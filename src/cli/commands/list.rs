use std::fs;

use clap::Args;
use serde_json::json;

use crate::app::AppContext;
use crate::cli::output;
use crate::config::{resolve_platform_paths, State};
use crate::installer::skill::skill_dir_name;
use crate::registry::RegistryClient;
use crate::schema::parse_skill_frontmatter;
use crate::Result;

#[derive(Args, Debug)]
pub struct ListArgs {
    /// Also list standalone and shared skills
    #[arg(short, long)]
    pub skills: bool,

    /// Browse what the default registry offers instead of local state
    #[arg(short, long)]
    pub available: bool,
}

pub fn run(ctx: &AppContext, args: ListArgs) -> Result<()> {
    let state = ctx.state_file.load()?;

    if args.available {
        return list_available(ctx, &state);
    }

    if ctx.format.is_json() {
        return output::emit_json(&json!({
            "defaultPlatform": state.default_platform,
            "employees": state.employees,
            "skills": state.skills,
            "sharedSkills": state.shared_skills,
        }));
    }

    if state.employees.is_empty() && state.skills.is_empty() && state.shared_skills.is_empty() {
        output::info("Nothing installed yet. Try `crew add <employee>`.");
        return Ok(());
    }

    if !state.employees.is_empty() {
        output::heading("Employees");
        for (name, entry) in &state.employees {
            let version = entry.version.as_deref().unwrap_or("-");
            let platforms: Vec<String> =
                entry.platforms.iter().map(|p| p.to_string()).collect();
            output::info(&format!(
                "  {name}  v{version}  [{}]  {} skill(s), {} command(s)",
                platforms.join(", "),
                entry.skills.len(),
                entry.commands.len()
            ));
        }
    }

    if args.skills {
        if !state.skills.is_empty() {
            output::heading("Skills");
            for (full_name, entry) in &state.skills {
                output::info(&format!("  {full_name}  v{}", entry.version));
                if let Some(description) = installed_description(ctx, &state, full_name) {
                    output::detail(&description);
                }
            }
        }
        if !state.shared_skills.is_empty() {
            output::heading("Shared skills");
            for (full_name, entry) in &state.shared_skills {
                output::info(&format!(
                    "  {full_name}  v{}  used by {}",
                    entry.version,
                    entry.used_by.join(", ")
                ));
            }
        }
    }
    Ok(())
}

/// Description from the installed SKILL.md frontmatter, if readable.
fn installed_description(ctx: &AppContext, state: &State, full_name: &str) -> Option<String> {
    let (skills_dir, _) = resolve_platform_paths(&ctx.cwd, state, state.default_platform).ok()?;
    let path = skills_dir.join(skill_dir_name(full_name)).join("SKILL.md");
    let content = fs::read_to_string(path).ok()?;
    let frontmatter = parse_skill_frontmatter(&content)?;
    if frontmatter.description.is_empty() {
        None
    } else {
        Some(frontmatter.description)
    }
}

fn list_available(ctx: &AppContext, state: &State) -> Result<()> {
    let client = RegistryClient::new(state, &ctx.cwd);
    let index = client.fetch_index(None)?;

    if ctx.format.is_json() {
        return output::emit_json(&index);
    }

    if index.employees.is_empty() && index.skills.is_empty() {
        output::info("The registry lists nothing yet.");
        return Ok(());
    }

    if !index.employees.is_empty() {
        output::heading("Available employees");
        for employee in &index.employees {
            output::info(&format!("  {}  {}", employee.name, employee.role));
            if !employee.description.is_empty() {
                output::detail(&employee.description);
            }
        }
    }
    if !index.skills.is_empty() {
        output::heading("Available skills");
        for skill in &index.skills {
            output::info(&format!("  {}  v{}", skill.full_name, skill.version));
            if !skill.description.is_empty() {
                output::detail(&skill.description);
            }
        }
    }
    Ok(())
}
pub mod add;
pub mod diff;
pub mod init;
pub mod list;
pub mod remove;
pub mod update;

use clap::Subcommand;

use crate::app::AppContext;
use crate::Result;

#[derive(Subcommand, Debug)]
pub enum Commands {
    /// Create crew.json in the current directory
    Init(init::InitArgs),
    /// Install employees or individual skills
    Add(add::AddArgs),
    /// Remove installed employees or skills
    Remove(remove::RemoveArgs),
    /// Update installed standalone skills to their latest versions
    Update(update::UpdateArgs),
    /// Show drift between installed employees and the registry
    Diff(diff::DiffArgs),
    /// List installed employees and skills
    List(list::ListArgs),
}

pub fn run(ctx: &AppContext, command: Commands) -> Result<()> {
    match command {
        Commands::Init(args) => init::run(ctx, args),
        Commands::Add(args) => add::run(ctx, args),
        Commands::Remove(args) => remove::run(ctx, args),
        Commands::Update(args) => update::run(ctx, args),
        Commands::Diff(args) => diff::run(ctx, args),
        Commands::List(args) => list::run(ctx, args),
    }
}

* _Aim of the exercise_: Give again, word for word, the lines of the listing, starting at its first line and ending with the line containing "use crate::registry::RegistryClient;".

* _Answer to this task_:
filename src/cli/commands/list.rs
use std::fs;

use clap::Args;
use serde_json::json;

use crate::app::AppContext;
use crate::cli::output;
use crate::config::{resolve_platform_paths, State};
use crate::installer::skill::skill_dir_name;
use crate::registry::RegistryClient;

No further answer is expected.